O feroz credo antiestablishment da cena rave se manifesta no personagem D-Man (Ross Mann), o politizado organizador destas festas e DJ da rádio Community Service, que toca músicas com comentários mordazes e sociais ("eles querem privatizar nossas mentes").

"Para Johnno e Spanner, a rave é uma grande festa, mas, para D-Man, é um protesto, é o jeito de ele dizer que é explicitamente contra tudo o que queriam que nossas vidas e nossa sociedade fossem. Ele reconhece que o mundo o despreza, e tem um desdém igual contra tudo aquilo", explica Hurley.

UMA FORMA PARA SE REBELAR

É importante destacar que o governo aprovou leis para acabar com os delírios destas festas - a Lei de Justiça Criminal e Ordem Pública de 1994 concedeu à polícia "poderes para remover pessoas que participam ou se preparam para uma rave" e interromper uma "reunião a céu aberto de 20 ou mais pessoas em que música amplificada é tocada durante a noite".
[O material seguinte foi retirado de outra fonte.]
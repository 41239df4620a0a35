//! Envato marketplace client for premium themes and plugins
//!
//! Premium items are not listed on WordPress.org, so their latest version is
//! read from the marketplace catalog by item id.

use crate::directory::Lookup;
use reqwest::Client;
use serde::Deserialize;
use tracing::error;

/// Envato API base URL
pub const ENVATO_API_BASE: &str = "https://api.envato.com";

/// Known premium items by lowercased display name
///
/// `None` marks items that are premium but have no catalog entry of their
/// own (child themes), so they can only fall back to the installed version.
const PREMIUM_ITEMS: &[(&str, Option<&str>)] = &[
    ("avada", Some("2833226")),
    ("avada child", None),
    ("avada builder", Some("2885264")),
    ("fusion builder", Some("2885332")),
];

/// A display name recognised as a premium marketplace item
#[derive(Debug, Clone, Copy, PartialEq, Eq)]
pub struct PremiumItem {
    /// Catalog id, if the item is sold on its own
    pub item_id: Option<&'static str>,
}

/// Match a display name against the premium item table (case-insensitive)
pub fn premium_item(name: &str) -> Option<PremiumItem> {
    let name = name.to_lowercase();
    PREMIUM_ITEMS
        .iter()
        .find(|(premium, _)| *premium == name)
        .map(|(_, item_id)| PremiumItem { item_id: *item_id })
}

/// Catalog item-version response
#[derive(Debug, Deserialize)]
struct ItemVersionResponse {
    wordpress_theme_latest_version: Option<String>,
    wordpress_plugin_latest_version: Option<String>,
}

/// Client for the catalog item-version endpoint
#[derive(Debug, Clone)]
pub struct MarketplaceClient {
    client: Client,
    base_url: String,
    token: Option<String>,
}

impl MarketplaceClient {
    /// Create a client against the given API base, authenticating with `token`
    pub fn new(client: Client, base_url: impl Into<String>, token: Option<String>) -> Self {
        Self {
            client,
            base_url: base_url.into(),
            token,
        }
    }

    /// Fetch the latest version of a catalog item
    pub async fn lookup_latest(&self, item_id: &str) -> Lookup {
        let url = format!(
            "{}/v3/market/catalog/item-version?id={}",
            self.base_url, item_id
        );
        let request = self
            .client
            .get(&url)
            .bearer_auth(self.token.as_deref().unwrap_or_default());

        let response = match request.send().await {
            Ok(response) => response,
            Err(e) => {
                error!(item_id = %item_id, "Error fetching Envato info for item ID {}: {}", item_id, e);
                return Lookup::Error(e.to_string());
            }
        };

        if let Err(e) = response.error_for_status_ref() {
            error!(item_id = %item_id, "Error fetching Envato info for item ID {}: {}", item_id, e);
            return Lookup::Error(e.to_string());
        }

        match response.json::<ItemVersionResponse>().await {
            Ok(body) => body
                .wordpress_theme_latest_version
                .or(body.wordpress_plugin_latest_version)
                .map_or(Lookup::NotFound, Lookup::Found),
            Err(e) => {
                error!(item_id = %item_id, "Malformed Envato response for item ID {}: {}", item_id, e);
                Lookup::Error(e.to_string())
            }
        }
    }
}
Isso foi percebido como um ataque à música eletrônica, especificamente a parte da lei que a define como aquela que "inclui sons total ou predominantemente caracterizados pela emissão de uma sucessão de batidas repetitivas". "Muitas pessoas se tornaram politizadas por acaso porque sentiam que o governo e a grande mídia estavam atacando seu estilo de vida", diz Hurley.

Em meio a essa turbulência, as raves ofereciam escapismo, hedonismo e uma forma de expressão - mas as pistas de dança também eram sobre esperança. Eram espaços onde era possível imaginar e encenar uma visão utópica do que a sociedade poderia ser.

"As pistas de dança das raves representavam um ideal de igualitarismo, eram um espaço compartilhado de respeito mútuo, em que a diferença é bem-vinda e havia uma celebração do que é estar vivo - isso é muito importante para todos da cena rave", afirma Hurley.

A era rave ajudou a dissolver divisões de raça e classe e uniu grupos diferentes pela paixão por música eletrônica e pela dança - Sixteen Films

As rave ajudaram a dissolver divisões de raça e classe. Uniram uma miríade de grupos diferentes em torno da paixão pela música eletrônica e pela dança em espaços abertos que não eram dominados pelo álcool e pela masculinidade agressiva.

É um sentimento ecoado por Welsh, que se lembra de sua epifania com as rave há 25 anos como se fosse ontem: "Dave Clarke tocava numa noite de quarta-feira em um clube em Aberdeen, o Pelican - eu ainda estava na escola e tive a melhor noite da minha vida. Era uma energia elétrica, havia pessoas de todos os lugares, de diferentes origens, unidas sob em torno de uma única coisa. Parecia um espaço seguro e diferente, porque eu odiava a escola por ser assustadora e violenta".

Welsh tem idade suficiente para ter acompanhado o crepúsculo da cena rave, mas Hurley é jovem demais para ter experimentado isso e testemunhou tudo por meio de seu irmão mais velho.

No entanto, tanto Welsh quanto Hurley são fãs de música eletrônica e foram influenciados pela lendas, histórias e valores da era rave. São ainda exemplos de como o espírito daquele tempo continua vivo e permanece relevante hoje em dia.

"Há algo sobre jovens em uma pista de dança que nunca vai morrer. Novas cenas estão surgindo, mas a música e o espírito daquela época parecem se infiltrar na vida das pessoas destes novos tempos", diz Hurley.